Demoskopika ha sviluppato una mappa interattiva che analizza cinque indicatori sperimentali per identificare le destinazioni turistiche a rischio sovraffollamento. Tra le città monitorate ci sono Venezia, Firenze e Roma

L‘Indice Complessivo di Sovraffollamento Turistico (Icst)- sviluppato in via sperimentale da Demoskopica– rivela quali sono le destinazioni più soggette al fenomeno dell’overtourism, cioè al sovraffollamento causato dal turismo di massa. Tra le città italiane più colpite figurano mete molto gettonate come Firenze, Roma, Venezia e Milano, a cui si aggiunge Rimini nel periodo estivo dell’alta stagione.

A sorpresa in classifica troviamo anche mete apparentemente più inaspettate come Livorno, Bolzano, Trento e Verona. Lo studio valuta il sovraffollamento turistico in base a cinque indicatori che riflettono le diverse dimensioni dell’impatto turistico.

Scopriamo tutti i dettagli.

Overtourism in Italia: le mete più colpite

Secondo l‘Indice Complessivo di Sovraffollamento Turistico (Icst) elaborato da Demoskopika, sono Rimini, Venezia, Bolzano, Livorno, Trento, Verona e Napoli a soffrire maggiormente per l’overtourism, con un livello di sovraffollamento valutato come “molto alto“.

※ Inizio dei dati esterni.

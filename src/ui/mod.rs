//! User Interface layer
//!
//! This module contains all UI-related code:
//! - Theme definitions and colors
//! - Screen geometry shared with mouse hit-testing
//! - Reusable widgets
//! - Main render pass

pub mod layout;
pub mod render;
pub mod theme;
pub mod widgets;

pub use render::render;
pub use theme::Theme;
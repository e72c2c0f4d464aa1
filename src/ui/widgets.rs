//! Reusable UI widgets
//!
//! Contains common UI components:
//! - Popup dialogs (error, full notification list)
//! - Spinner and flash messages
//! - Labelled form fields

use crate::ui::layout::centered_rect;
use crate::ui::Theme;
use ratatui::{
    layout::{Alignment, Rect},
    style::{Modifier, Style},
    text::{Line, Span},
    widgets::{Block, Borders, Clear, Paragraph, Wrap},
    Frame,
};
use std::time::{SystemTime, UNIX_EPOCH};

const SPINNER_FRAMES: [&str; 10] = ["⠋", "⠙", "⠹", "⠸", "⠼", "⠴", "⠦", "⠧", "⠇", "⠏"];

/// Width of the label column in forms
const LABEL_WIDTH: usize = 22;

/// Current spinner glyph, advancing every 100ms
pub fn spinner() -> &'static str {
    let millis = SystemTime::now()
        .duration_since(UNIX_EPOCH)
        .map(|d| d.as_millis())
        .unwrap_or(0);
    SPINNER_FRAMES[(millis / 100) as usize % SPINNER_FRAMES.len()]
}

/// Render a centered popup dialog
pub fn render_popup(
    frame: &mut Frame,
    title: &str,
    content: Vec<Line>,
    buttons: &[(&str, &str)], // (label, key)
    width: u16,
    theme: &Theme,
    area: Rect,
) {
    let popup_width = width.min(area.width.saturating_sub(4));
    let popup_height = (content.len() as u16 + 6).min(area.height.saturating_sub(2));
    let popup_area = centered_rect(popup_width, popup_height, area);

    frame.render_widget(Clear, popup_area);

    let block = Block::default()
        .title(format!(" {} ", title))
        .title_style(theme.title())
        .borders(Borders::ALL)
        .border_style(theme.border_focused())
        .style(theme.text());

    let inner = block.inner(popup_area);
    frame.render_widget(block, popup_area);

    let content_area = Rect {
        x: inner.x + 1,
        y: inner.y + 1,
        width: inner.width.saturating_sub(2),
        height: inner.height.saturating_sub(3),
    };
    let content_widget = Paragraph::new(content)
        .style(theme.text())
        .wrap(Wrap { trim: false });
    frame.render_widget(content_widget, content_area);

    if !buttons.is_empty() {
        let button_area = Rect {
            x: inner.x,
            y: inner.bottom().saturating_sub(1),
            width: inner.width,
            height: 1,
        };

        let button_spans: Vec<Span> = buttons
            .iter()
            .enumerate()
            .flat_map(|(i, (label, key))| {
                let mut spans = vec![
                    Span::styled("[", theme.text_dim()),
                    Span::styled(
                        key.to_string(),
                        Style::default()
                            .fg(theme.accent)
                            .add_modifier(Modifier::BOLD),
                    ),
                    Span::styled("] ", theme.text_dim()),
                    Span::styled(*label, theme.text()),
                ];
                if i < buttons.len() - 1 {
                    spans.push(Span::raw("    "));
                }
                spans
            })
            .collect();

        let buttons_widget = Paragraph::new(Line::from(button_spans)).alignment(Alignment::Center);
        frame.render_widget(buttons_widget, button_area);
    }
}

/// Render an error popup
pub fn render_error_popup(
    frame: &mut Frame,
    title: &str,
    message: &str,
    theme: &Theme,
    area: Rect,
) {
    let content = vec![Line::styled(message, theme.error())];
    render_popup(frame, title, content, &[("OK", "Enter")], 56, theme, area);
}

/// Render a flash message on the bottom line
pub fn render_flash_message(
    frame: &mut Frame,
    message: &str,
    is_error: bool,
    theme: &Theme,
    area: Rect,
) {
    let style = if is_error { theme.error() } else { theme.success() };
    let prefix = if is_error { "✗ " } else { "✓ " };

    let flash_area = Rect {
        x: area.x,
        y: area.bottom().saturating_sub(1),
        width: area.width,
        height: 1,
    };

    frame.render_widget(Clear, flash_area);
    let flash = Paragraph::new(Line::from(vec![
        Span::styled(prefix, style),
        Span::styled(message, style),
    ]))
    .style(theme.text());

    frame.render_widget(flash, flash_area);
}

/// Render status bar at bottom
pub fn render_status_bar(
    frame: &mut Frame,
    left_content: &str,
    right_content: &str,
    theme: &Theme,
    area: Rect,
) {
    frame.render_widget(Clear, area);

    let left_widget = Paragraph::new(left_content).style(theme.text_dim());
    frame.render_widget(left_widget, area);

    let right_len = right_content.chars().count() as u16;
    let right_area = Rect {
        x: area.right().saturating_sub(right_len + 1).max(area.x),
        y: area.y,
        width: (right_len + 1).min(area.width),
        height: 1,
    };
    let right_widget = Paragraph::new(right_content).style(theme.text_dim());
    frame.render_widget(right_widget, right_area);
}

/// One form row: "Label ......... value"
pub fn field_line<'a>(label: &str, value: Span<'a>, marker: Option<Span<'a>>, theme: &Theme) -> Line<'a> {
    let mut spans = vec![Span::styled(
        format!("{:<width$}", label, width = LABEL_WIDTH),
        theme.text_dim(),
    )];
    spans.push(value);
    if let Some(marker) = marker {
        spans.push(Span::raw("  "));
        spans.push(marker);
    }
    Line::from(spans)
}

/// Editable value with a cursor when focused
pub fn input_span<'a>(value: &str, focused: bool, editable: bool, theme: &Theme) -> Span<'a> {
    if !editable {
        return Span::styled(format!(" {} ", value), theme.text());
    }
    let text = if focused {
        format!(" {}▏", value)
    } else {
        format!(" {} ", value)
    };
    Span::styled(text, theme.input(focused))
}

#[cfg(test)]
mod tests {
    use super::*;
    use crate::config::ThemeName;

    #[test]
    fn test_spinner_is_a_frame() {
        assert!(SPINNER_FRAMES.contains(&spinner()));
    }

    #[test]
    fn test_field_line_layout() {
        let theme = Theme::from_name(ThemeName::Transparent);
        let line = field_line("Email", Span::raw("a@b.c"), None, &theme);
        assert_eq!(line.spans.len(), 2);
        assert_eq!(line.spans[0].content.len(), LABEL_WIDTH);
    }

    #[test]
    fn test_input_span_cursor() {
        let theme = Theme::from_name(ThemeName::Transparent);
        assert_eq!(input_span("Ana", true, true, &theme).content, " Ana▏");
        assert_eq!(input_span("Ana", false, true, &theme).content, " Ana ");
        assert_eq!(input_span("Ana", true, false, &theme).content, " Ana ");
    }
}
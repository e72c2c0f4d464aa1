//! Screen geometry
//!
//! Shared by the render pass and by mouse hit-testing in the app, so a
//! click lands on exactly what was drawn.

use ratatui::layout::{Constraint, Layout, Position, Rect};

/// Rows per dropdown entry: title, creator line, date line
pub const ITEM_HEIGHT: u16 = 3;

/// Preferred dropdown width
pub const DROPDOWN_WIDTH: u16 = 52;

/// Width of the bell anchor in the header
pub const BELL_WIDTH: u16 = 10;

#[derive(Debug, Clone, Copy, PartialEq, Eq)]
pub struct ScreenLayout {
    pub header: Rect,
    pub content: Rect,
    pub status: Rect,
}

/// Split the terminal into header, content and status bar
pub fn screen(area: Rect) -> ScreenLayout {
    let [header, content, status] = Layout::vertical([
        Constraint::Length(3),
        Constraint::Min(5),
        Constraint::Length(1),
    ])
    .areas(area);

    ScreenLayout {
        header,
        content,
        status,
    }
}

/// Bell button at the right end of the tab row
pub fn bell_anchor(header: Rect) -> Rect {
    let width = BELL_WIDTH.min(header.width);
    Rect {
        x: header.right().saturating_sub(width + 1).max(header.x),
        y: header.y + 1,
        width,
        height: 1.min(header.height),
    }
}

/// Dropdown panel under the bell, sized for `entries` items
pub fn dropdown(anchor: Rect, entries: usize, area: Rect) -> Rect {
    let rows = entries.max(1) as u16 * ITEM_HEIGHT;
    // borders + summary line + footer line
    let wanted = rows + 4;
    let y = anchor.bottom();
    let height = wanted.min(area.bottom().saturating_sub(y));
    let width = DROPDOWN_WIDTH.min(area.width);
    let x = anchor.right().saturating_sub(width).max(area.x);

    Rect {
        x,
        y,
        width,
        height,
    }
}

/// First row of the entry list inside the dropdown
fn items_top(dropdown: Rect) -> u16 {
    dropdown.y + 2
}

/// Area of the `index`th entry, if it fits
pub fn dropdown_item(dropdown: Rect, index: usize) -> Option<Rect> {
    let y = items_top(dropdown) + index as u16 * ITEM_HEIGHT;
    // Leave room for footer + bottom border
    if y + ITEM_HEIGHT > dropdown.bottom().saturating_sub(2) {
        return None;
    }
    Some(Rect {
        x: dropdown.x + 1,
        y,
        width: dropdown.width.saturating_sub(2),
        height: ITEM_HEIGHT,
    })
}

/// Which entry a pointer position falls on
pub fn dropdown_item_at(dropdown: Rect, entries: usize, position: Position) -> Option<usize> {
    (0..entries).find(|i| {
        dropdown_item(dropdown, *i)
            .map(|r| r.contains(position))
            .unwrap_or(false)
    })
}

/// Rect of width/height centered in `area`
pub fn centered_rect(width: u16, height: u16, area: Rect) -> Rect {
    let width = width.min(area.width);
    let height = height.min(area.height);
    let x = area.x + (area.width.saturating_sub(width)) / 2;
    let y = area.y + (area.height.saturating_sub(height)) / 2;
    Rect {
        x,
        y,
        width,
        height,
    }
}
//! Worklog duration parsing.

use std::sync::LazyLock;

use regex::Regex;

static HOURS: LazyLock<Regex> = LazyLock::new(|| Regex::new(r"([0-9]+)\s*h").unwrap());

static MINUTES: LazyLock<Regex> = LazyLock::new(|| Regex::new(r"([0-9]+)\s*m").unwrap());

/// Parse a human-readable duration such as `2h 30m`, `45m` or `1h` into seconds.
///
/// Only the first hour and minute amounts are used. Returns `None` when
/// the total is zero or nothing could be parsed.
///
/// ```
/// use md2adf_jira::parse_time_spent;
///
/// assert_eq!(parse_time_spent("2h 30m"), Some(9000));
/// assert_eq!(parse_time_spent("soon"), None);
/// ```
pub fn parse_time_spent(input: &str) -> Option<u64> {
    let amount = |re: &Regex| -> u64 {
        re.captures(input)
            .and_then(|caps| caps[1].parse::<u64>().ok())
            .unwrap_or(0)
    };

    let seconds = amount(&HOURS)
        .saturating_mul(3600)
        .saturating_add(amount(&MINUTES).saturating_mul(60));
    (seconds > 0).then_some(seconds)
}

#[cfg(test)]
mod tests {
    use super::*;

    #[test]
    fn test_hours_and_minutes() {
        assert_eq!(parse_time_spent("1h 15m"), Some(4500));
    }

    #[test]
    fn test_minutes_only() {
        assert_eq!(parse_time_spent("45m"), Some(2700));
    }

    #[test]
    fn test_space_before_unit() {
        assert_eq!(parse_time_spent("3 h"), Some(10800));
    }

    #[test]
    fn test_zero_is_rejected() {
        assert_eq!(parse_time_spent("0h 0m"), None);
        assert_eq!(parse_time_spent(""), None);
    }
}
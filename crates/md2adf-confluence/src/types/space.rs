//! Confluence space types.

use serde::Deserialize;

/// Confluence space.
#[derive(Debug, Clone, Deserialize)]
pub struct Space {
    /// Space ID, used when creating pages.
    pub id: String,
    /// Space key.
    pub key: String,
    /// Display name.
    #[serde(default)]
    pub name: String,
}

/// Spaces API response.
#[derive(Debug, Clone, Deserialize)]
pub(crate) struct SpacesResponse {
    #[serde(default)]
    pub(crate) results: Vec<Space>,
}
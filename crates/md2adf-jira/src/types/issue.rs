//! Jira issue types.

use md2adf_converter::AdfDocument;
use serde::Deserialize;

use super::{Attachment, User};

/// Jira issue.
#[derive(Debug, Clone, Deserialize)]
pub struct Issue {
    /// Issue ID.
    pub id: String,
    /// Issue key, e.g. `OPS-12`.
    pub key: String,
    /// API self link.
    #[serde(rename = "self", default)]
    pub self_link: String,
    /// Issue fields.
    #[serde(default)]
    pub fields: IssueFields,
}

/// Issue fields.
///
/// Only includes fields that are actually used; every field is optional
/// because search requests ask for a subset.
#[derive(Debug, Clone, Default, Deserialize)]
#[serde(default)]
pub struct IssueFields {
    /// Summary line.
    pub summary: Option<String>,
    /// Workflow status.
    pub status: Option<Named>,
    /// Assignee.
    pub assignee: Option<User>,
    /// Priority.
    pub priority: Option<Named>,
    /// Issue type.
    #[serde(rename = "issuetype")]
    pub issue_type: Option<Named>,
    /// Creation timestamp.
    pub created: Option<String>,
    /// Last update timestamp.
    pub updated: Option<String>,
    /// Description in ADF.
    pub description: Option<AdfDocument>,
    /// Attachments.
    #[serde(rename = "attachment")]
    pub attachments: Option<Vec<Attachment>>,
}

impl IssueFields {
    /// Attachments, empty if none were returned.
    pub fn attachments(&self) -> &[Attachment] {
        self.attachments.as_deref().unwrap_or_default()
    }
}

/// Object identified by name (status, priority, issue type).
#[derive(Debug, Clone, Deserialize)]
pub struct Named {
    /// Display name.
    pub name: String,
}

/// Search API response.
#[derive(Debug, Clone, Deserialize)]
pub(crate) struct SearchResponse {
    #[serde(default)]
    pub(crate) issues: Vec<Issue>,
    #[serde(default)]
    pub(crate) total: Option<usize>,
}

/// Search result.
#[derive(Debug, Clone)]
pub struct SearchResult {
    /// Matching issues (at most the requested page size).
    pub issues: Vec<Issue>,
    /// Total match count, or the page size when Jira does not report it.
    pub total: usize,
}

impl From<SearchResponse> for SearchResult {
    fn from(response: SearchResponse) -> Self {
        let total = response.total.unwrap_or(response.issues.len());
        Self {
            issues: response.issues,
            total,
        }
    }
}

/// Response of issue creation.
#[derive(Debug, Clone, Deserialize)]
pub struct CreatedIssue {
    /// Issue ID.
    pub id: String,
    /// Issue key.
    pub key: String,
    /// API self link.
    #[serde(rename = "self")]
    pub self_link: String,
}

/// Created comment.
#[derive(Debug, Clone, Deserialize)]
pub struct Comment {
    /// Comment ID.
    pub id: String,
}

/// Created worklog entry.
#[derive(Debug, Clone, Deserialize)]
#[serde(rename_all = "camelCase")]
pub struct Worklog {
    /// Worklog ID.
    pub id: String,
    /// Logged time in seconds.
    #[serde(default)]
    pub time_spent_seconds: u64,
}

#[cfg(test)]
mod tests {
    use super::*;

    #[test]
    fn test_deserialize_issue() {
        let raw = r#"{
            "id": "10001",
            "key": "OPS-7",
            "self": "https://acme.atlassian.net/rest/api/3/issue/10001",
            "fields": {
                "summary": "Rotate certificates",
                "status": {"name": "In Progress", "id": "3"},
                "assignee": {"accountId": "abc", "displayName": "Ada", "active": true},
                "priority": null,
                "issuetype": {"name": "Task"},
                "updated": "2024-05-01T10:00:00.000+0000",
                "description": {"type": "doc", "version": 1, "content": [
                    {"type": "paragraph", "content": [{"type": "text", "text": "Details"}]}
                ]},
                "attachment": [{
                    "id": "900",
                    "filename": "log.txt",
                    "mimeType": "text/plain",
                    "size": 2048,
                    "content": "https://acme.atlassian.net/rest/api/3/attachment/content/900"
                }]
            }
        }"#;
        let issue: Issue = serde_json::from_str(raw).unwrap();
        assert_eq!(issue.key, "OPS-7");
        assert_eq!(issue.fields.summary.as_deref(), Some("Rotate certificates"));
        assert_eq!(issue.fields.status.unwrap().name, "In Progress");
        assert_eq!(issue.fields.assignee.unwrap().display_name, "Ada");
        assert!(issue.fields.priority.is_none());
        assert_eq!(issue.fields.description.unwrap().plain_text(), "Details");
        assert_eq!(issue.fields.attachments.unwrap()[0].size, 2048);
    }

    #[test]
    fn test_null_attachment_field() {
        let issue: Issue =
            serde_json::from_str(r#"{"id": "1", "key": "A-1", "fields": {"attachment": null}}"#)
                .unwrap();
        assert!(issue.fields.attachments().is_empty());
    }

    #[test]
    fn test_search_total_falls_back_to_page_size() {
        let response: SearchResponse = serde_json::from_str(
            r#"{"issues": [{"id": "1", "key": "A-1"}, {"id": "2", "key": "A-2"}], "isLast": true}"#,
        )
        .unwrap();
        let result = SearchResult::from(response);
        assert_eq!(result.total, 2);
    }
}
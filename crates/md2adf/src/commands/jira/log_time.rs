//! `md2adf jira log-time` command implementation.

use std::path::PathBuf;

use clap::Args;
use md2adf_jira::parse_time_spent;

use super::JiraContext;
use crate::error::CliError;
use crate::input::read_optional_document;

/// Arguments for the jira log-time command.
#[derive(Args)]
pub(crate) struct LogTimeArgs {
    /// Issue key.
    key: String,

    /// Time spent, e.g. "2h 30m", "45m" or "1h".
    time: String,

    /// Markdown file with a worklog comment.
    #[arg(long)]
    comment_file: Option<PathBuf>,
}

impl LogTimeArgs {
    pub(crate) fn execute(self, ctx: &JiraContext) -> Result<(), CliError> {
        let seconds = parse_time_spent(&self.time).ok_or_else(|| {
            CliError::Validation(format!(
                "invalid time '{}': use a format like \"2h 30m\", \"45m\" or \"1h\"",
                self.time
            ))
        })?;
        let comment = read_optional_document(self.comment_file.as_deref())?;

        ctx.client
            .add_worklog(&self.key, seconds, comment.as_ref())?;
        ctx.output
            .success(&format!("Logged {} on {}", self.time.trim(), self.key));
        Ok(())
    }
}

Questo comporta impatti critici sulla qualità della vita dei residenti e sulla sostenibilità turistica. Anche Roma e Firenze mostrano un sovraffollamento significativo, con evidenti problemi nella gestione turistica e pressione sulle infrastrutture e risorse locali.

Ecco la classifica delle località più soggette a questo fenomeno come riportato nella mappa interattiva:

Al contrario, le province di Benevento, Rieti, Reggio Calabria, Isernia e Campobasso sembrano essere meno interessate dai grandi flussi turistici. Sono infatti classificate con un rischio “molto basso” e hanno una presenza turistica minima, con conseguenti ricadute negative sulle comunità e i servizi locali.

Quali sono gli effetti del sovraffollamento turistico?

I ricercatori di Demoskopika hanno individuato i cinque indicatori per comprendere come il turismo influisce sulle infrastrutture e sull’impatto sociale e ambientale.

Ecco quali sono i cinque indicatori del sovraffollamento turistico:

  • Densità turistica;
  • Densità ricettiva;
  • Intensità turistica;
  • Utilizzazione lorda;
  • Rifiuti procapite.

Raffaele Rio, il presidente di Demoskopika, mette in guardia rispetto ai danni del sovraffollamento turistico. È una minaccia al turismo sostenibile e alla qualità della vita dei residenti, e compromette anche l’esperienza dei visitatori nel suo complesso.

Come arginare questo fenomeno? La proposta è quella di limitare l’accesso ai luoghi più a rischio- in maniera del tutto analoga con quanto è stato fatto con il ticket d’ingresso a Venezia- e promuovere destinazioni alternative. È fondamentale agire in maniera etica per garantire che il viaggio resti una fonte di arricchimento culturale e non un problema per le generazioni future e le comunità locali.